### EXERCISE GOAL
Set out the listing word for word. End with the line that contains "pub fn poll_policy(&self)".

### PROVIDED RECORDS
····················

//! CodeMaker CLI configuration.
//!
//! Service settings come from an optional `codemaker.toml` in the current
//! directory; missing values use the reference defaults. The API key is read
//! from `CODEMAKER_API_KEY`, falling back to the dotenv-style file
//! `~/.codemaker/config` written by `codemaker configure`.

use std::path::{Path, PathBuf};

use anyhow::{Context, Result};
use serde::Deserialize;

use crate::codemaker::client::DEFAULT_ENDPOINT;
use crate::error::CodemakerError;
use crate::lifecycle::{PollPolicy, PollSettings};

pub const API_KEY_VAR: &str = "CODEMAKER_API_KEY";
pub const ENDPOINT_VAR: &str = "CODEMAKER_ENDPOINT";
const SETTINGS_FILE: &str = "codemaker.toml";

/// Top-level settings loaded from `codemaker.toml`.
#[derive(Debug, Clone, Deserialize)]
pub struct CodemakerConfig {
    /// Base URL of the service.
    #[serde(default = "default_endpoint")]
    pub endpoint: String,

    /// Backoff and timeout for job polling.
    #[serde(default)]
    pub polling: PollSettings,
}

fn default_endpoint() -> String {
    DEFAULT_ENDPOINT.to_string()
}

impl Default for CodemakerConfig {
    fn default() -> Self {
        Self {
            endpoint: default_endpoint(),
            polling: PollSettings::default(),
        }
    }
}

impl CodemakerConfig {
    /// Loads `codemaker.toml` from the current directory, or defaults.
    pub fn load() -> Result<Self> {
        let mut config = Self::load_from(Path::new(SETTINGS_FILE))?;

        // The environment takes precedence over the file for the endpoint.
        if let Ok(endpoint) = std::env::var(ENDPOINT_VAR) {
            if !endpoint.is_empty() {
                config.endpoint = endpoint;
            }
        }

        Ok(config)
    }

    pub fn load_from(path: &Path) -> Result<Self> {
        if !path.exists() {
            return Ok(Self::default());
        }
        let contents = std::fs::read_to_string(path)
            .with_context(|| format!("failed to read {}", path.display()))?;
        let config = toml::from_str::<CodemakerConfig>(&contents)
            .with_context(|| format!("failed to parse {}", path.display()))?;
        Ok(config)
    }

    pub fn poll_policy(&self) -> PollPolicy {
        self.polling.clone().into()
    }
}

/// `~/.codemaker/config`.
pub fn credentials_path() -> Result<PathBuf, CodemakerError> {
    dirs::home_dir()
        .map(|home| home.join(".codemaker").join("config"))
        .ok_or_else(|| {
            CodemakerError::Configuration("failed to load configuration: no user home dir found".into())
        })
}

/// Resolves the API key from the environment, then the credentials file.
pub fn resolve_api_key() -> Result<String, CodemakerError> {
    let from_env = std::env::var(API_KEY_VAR).ok();
    match from_env.filter(|k| !k.is_empty()) {
        Some(key) => Ok(key),
        None => resolve_api_key_from(None, &credentials_path()?),
    }
}

/// Key resolution with the environment value and file location injected.
pub fn resolve_api_key_from(env_value: Option<String>, file: &Path) -> Result<String, CodemakerError> {
    if let Some(key) = env_value.filter(|k| !k.is_empty()) {
        return Ok(key);
    }

    let entries = dotenvy::from_path_iter(file).map_err(|e| {
        CodemakerError::Configuration(format!(
            "failed to load configuration from {}: {e}",
            file.display()
        ))
    })?;

    for entry in entries {
        let (key, value) = entry.map_err(|e| {
            CodemakerError::Configuration(format!("malformed {}: {e}", file.display()))
        })?;
        if key == API_KEY_VAR && !value.is_empty() {
            return Ok(value);
        }
    }

    Err(CodemakerError::Configuration(format!("failed to resolve {API_KEY_VAR}")))
}

/// Stores `api_key` in the credentials file, creating its directory.
pub fn write_credentials(file: &Path, api_key: &str) -> Result<(), CodemakerError> {
    let api_key = api_key.trim();
    if api_key.is_empty() {
        return Err(CodemakerError::Configuration("the API key must not be empty".into()));
    }
    if api_key.chars().any(|c| c.is_whitespace() || c == '\'' || c == '"') {
        return Err(CodemakerError::Configuration(
            "the API key must not contain quotes or whitespace".into(),
        ));
    }

    if let Some(dir) = file.parent() {
        std::fs::create_dir_all(dir).map_err(|e| CodemakerError::io(dir, e))?;
    }
    std::fs::write(file, format!("{API_KEY_VAR}='{api_key}'\n"))
        .map_err(|e| CodemakerError::io(file, e))?;

    // Owner read/write only on Unix.
    #[cfg(unix)]
    {
        use std::os::unix::fs::PermissionsExt;
        std::fs::set_permissions(file, std::fs::Permissions::from_mode(0o600))
            .map_err(|e| CodemakerError::io(file, e))?;
    }

    Ok(())
}

#[cfg(test)]
mod tests {
    use super::*;
    use std::time::Duration;

    #[test]
    fn default_config_values() {
        let config = CodemakerConfig::default();
        assert_eq!(config.endpoint, "https://api.codemaker.ai");
        assert_eq!(config.poll_policy(), PollPolicy::default());
    }

    #[test]
    fn deserialize_partial_toml() {
        let toml_str = r#"
            endpoint = "http://localhost:8080"

            [polling]
            max_delay_ms = 5000
            timeout_secs = 30
        "#;
        let config: CodemakerConfig = toml::from_str(toml_str).unwrap();
        assert_eq!(config.endpoint, "http://localhost:8080");
        let policy = config.poll_policy();
        assert_eq!(policy.max_delay, Duration::from_secs(5));
        assert_eq!(policy.timeout, Duration::from_secs(30));
        assert_eq!(policy.base_delay, Duration::from_secs(1));
        assert_eq!(policy.non_exponent_retries, 8);
    }

    #[test]
    fn missing_settings_file_falls_back_to_defaults() {
        let dir = tempfile::tempdir().unwrap();
        let config = CodemakerConfig::load_from(&dir.path().join("codemaker.toml")).unwrap();
        assert_eq!(config.endpoint, DEFAULT_ENDPOINT);
    }

    #[test]
    fn invalid_settings_file_is_an_error() {
        let dir = tempfile::tempdir().unwrap();
        let path = dir.path().join("codemaker.toml");
        std::fs::write(&path, "polling = 3").unwrap();
        let err = CodemakerConfig::load_from(&path).unwrap_err();
        assert!(err.to_string().contains("failed to parse"));
    }

    #[test]
    fn environment_key_wins() {
        let dir = tempfile::tempdir().unwrap();
        let file = dir.path().join("config");
        write_credentials(&file, "from-file").unwrap();
        let key = resolve_api_key_from(Some("from-env".into()), &file).unwrap();
        assert_eq!(key, "from-env");
    }

    #[test]
    fn empty_environment_key_falls_back_to_file() {
        let dir = tempfile::tempdir().unwrap();
        let file = dir.path().join(".codemaker").join("config");
        write_credentials(&file, "  sk-123  ").unwrap();
        let key = resolve_api_key_from(Some(String::new()), &file).unwrap();
        assert_eq!(key, "sk-123");
    }

    #[test]
    fn no_key_anywhere_is_a_configuration_error() {
        let dir = tempfile::tempdir().unwrap();
        let err = resolve_api_key_from(None, &dir.path().join("config")).unwrap_err();
        assert!(matches!(err, CodemakerError::Configuration(_)));

        let file = dir.path().join("other");
        std::fs::write(&file, "SOMETHING_ELSE=1\n").unwrap();
        let err = resolve_api_key_from(None, &file).unwrap_err();
        assert_eq!(err.to_string(), "configuration error: failed to resolve CODEMAKER_API_KEY");
    }

    #[cfg(unix)]
    #[test]
    fn credentials_file_is_owner_only() {
        use std::os::unix::fs::PermissionsExt;

        let dir = tempfile::tempdir().unwrap();
        let file = dir.path().join(".codemaker").join("config");
        write_credentials(&file, "sk-secret").unwrap();

        let mode = std::fs::metadata(&file).unwrap().permissions().mode();
        assert_eq!(mode & 0o777, 0o600);
    }

    #[test]
    fn credentials_live_under_home() {
        if let Some(home) = dirs::home_dir() {
            let path = credentials_path().unwrap();
            assert_eq!(path, home.join(".codemaker").join("config"));
        }
    }

    #[test]
    fn rejects_unusable_keys() {
        let dir = tempfile::tempdir().unwrap();
        let file = dir.path().join("config");
        assert!(write_credentials(&file, "   ").is_err());
        assert!(write_credentials(&file, "a b").is_err());
        assert!(!file.exists());
    }
}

····················

### RESPONSE BELOW
//! CodeMaker CLI configuration.
//!
//! Service settings come from an optional `codemaker.toml` in the current
//! directory; missing values use the reference defaults. The API key is read
//! from `CODEMAKER_API_KEY`, falling back to the dotenv-style file
//! `~/.codemaker/config` written by `codemaker configure`.

use std::path::{Path, PathBuf};

use anyhow::{Context, Result};
use serde::Deserialize;

use crate::codemaker::client::DEFAULT_ENDPOINT;
use crate::error::CodemakerError;
use crate::lifecycle::{PollPolicy, PollSettings};

pub const API_KEY_VAR: &str = "CODEMAKER_API_KEY";
pub const ENDPOINT_VAR: &str = "CODEMAKER_ENDPOINT";
const SETTINGS_FILE: &str = "codemaker.toml";

/// Top-level settings loaded from `codemaker.toml`.
#[derive(Debug, Clone, Deserialize)]
pub struct CodemakerConfig {
    /// Base URL of the service.
    #[serde(default = "default_endpoint")]
    pub endpoint: String,

    /// Backoff and timeout for job polling.
    #[serde(default)]
    pub polling: PollSettings,
}

fn default_endpoint() -> String {
    DEFAULT_ENDPOINT.to_string()
}

impl Default for CodemakerConfig {
    fn default() -> Self {
        Self {
            endpoint: default_endpoint(),
            polling: PollSettings::default(),
        }
    }
}

impl CodemakerConfig {
    /// Loads `codemaker.toml` from the current directory, or defaults.
    pub fn load() -> Result<Self> {
        let mut config = Self::load_from(Path::new(SETTINGS_FILE))?;

        // The environment takes precedence over the file for the endpoint.
        if let Ok(endpoint) = std::env::var(ENDPOINT_VAR) {
            if !endpoint.is_empty() {
                config.endpoint = endpoint;
            }
        }

        Ok(config)
    }

    pub fn load_from(path: &Path) -> Result<Self> {
        if !path.exists() {
            return Ok(Self::default());
        }
        let contents = std::fs::read_to_string(path)
            .with_context(|| format!("failed to read {}", path.display()))?;
        let config = toml::from_str::<CodemakerConfig>(&contents)
            .with_context(|| format!("failed to parse {}", path.display()))?;
        Ok(config)
    }

    pub fn poll_policy(&self) -> PollPolicy {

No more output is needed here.